Money can be invested into projects. Projects can be undertaken with partners or with the
aid of lenders. Projects can be avoided altogether if they do not appear to be valuable
enough. Finance is about how best to decide among these and other investment
alternatives—and this textbook will explain how. 1.1 THE GOAL OF FINANCE: RELATIVE VALUATION
There is one principal theme that carries through all of finance. It is value. What
exactly is a particular object worth? To make smart decisions, you must be able to
assess value—and the better you can assess value, the smarter your decisions will be.

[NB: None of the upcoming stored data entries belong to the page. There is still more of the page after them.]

//! Queue core: intake, consumer loop and lifecycle.
//!
//! The public API from this module is [`SerialQueue`], its [`QueueBuilder`] and
//! the [`QueueState`] it reports.
//!
//! Internal modules:
//! - [`shared`]: state, intake sender and running handle behind one short-held lock;
//! - [`consumer`]: the single loop that runs items one at a time;
//! - [`runner`]: executes one item with a child cancellation token;
//! - [`job`]: fuses work with its result sink into a type-erased job;
//! - [`completions`]: shutdown callbacks fired once the queue is stopped.

mod builder;
mod completions;
mod consumer;
mod job;
mod queue;
mod runner;
mod shared;
mod state;

pub use builder::QueueBuilder;
pub use queue::SerialQueue;
pub use state::QueueState;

The main reason why you need to estimate value is that you will want to buy objects whose values are above their costs and avoid those where it is the reverse. Sounds
easy? If it were only so. In practice, finding a good value (valuation) is often very difficult. But it is not the formulas that are difficult—even the most complex formulas in
this book contain just a few symbols, and the overwhelming majority of finance
formulas use only the five major operations (addition, subtraction, multiplication,
division, and exponentiation). Admittedly, even if the formulas themselves are not
sophisticated, there are a lot of them, and they have an intuitive economic meaning that
requires experience to grasp. But if you managed to pass high-school algebra, and . if you are motivated, you will be able to handle the math. It is not the math that is
the real difficulty in valuation.
Instead, the big difficulties lie in the real world, beyond finance theory. You
often have to decide how you should judge the future—whether your gizmo will be a
hit or a bust, whether the economy will enter a recession or not, where you will find
product markets, how you can advertise, how interest rates or the stock market will
move, and on and on. This book will explain what you should forecast and how you
should use your forecasts in the best way, but it mostly remains up to you to make
these forecasts. Putting this more positively, if forecasts and valuation were easy, a
computer could take over this job. This will never happen. Valuation will always
remain a matter of both art and science, which requires judgment and common
sense. The formulas and finance in this book are only the necessary tools to convert
your reasoned, informed, and intuitive estimates of the future into the information
that you need today to make good decisions. 1.1A THE LAW OF ONE PRICE
. . So how do you assess value? Most of finance and thus most of this book is based in
some form or another on the law of one price. It states that two identical items at the
same venue should sell for the same price. Otherwise, why would anyone buy the more
expensive item? This law of one price is the logic upon which virtually all valuation is
based. It is important that you realize that this means that value in finance is defined in
relative terms. The reason is that it is easier to determine whether an object is worth
more or less than equivalent alternatives than it is to put an absolute value on it.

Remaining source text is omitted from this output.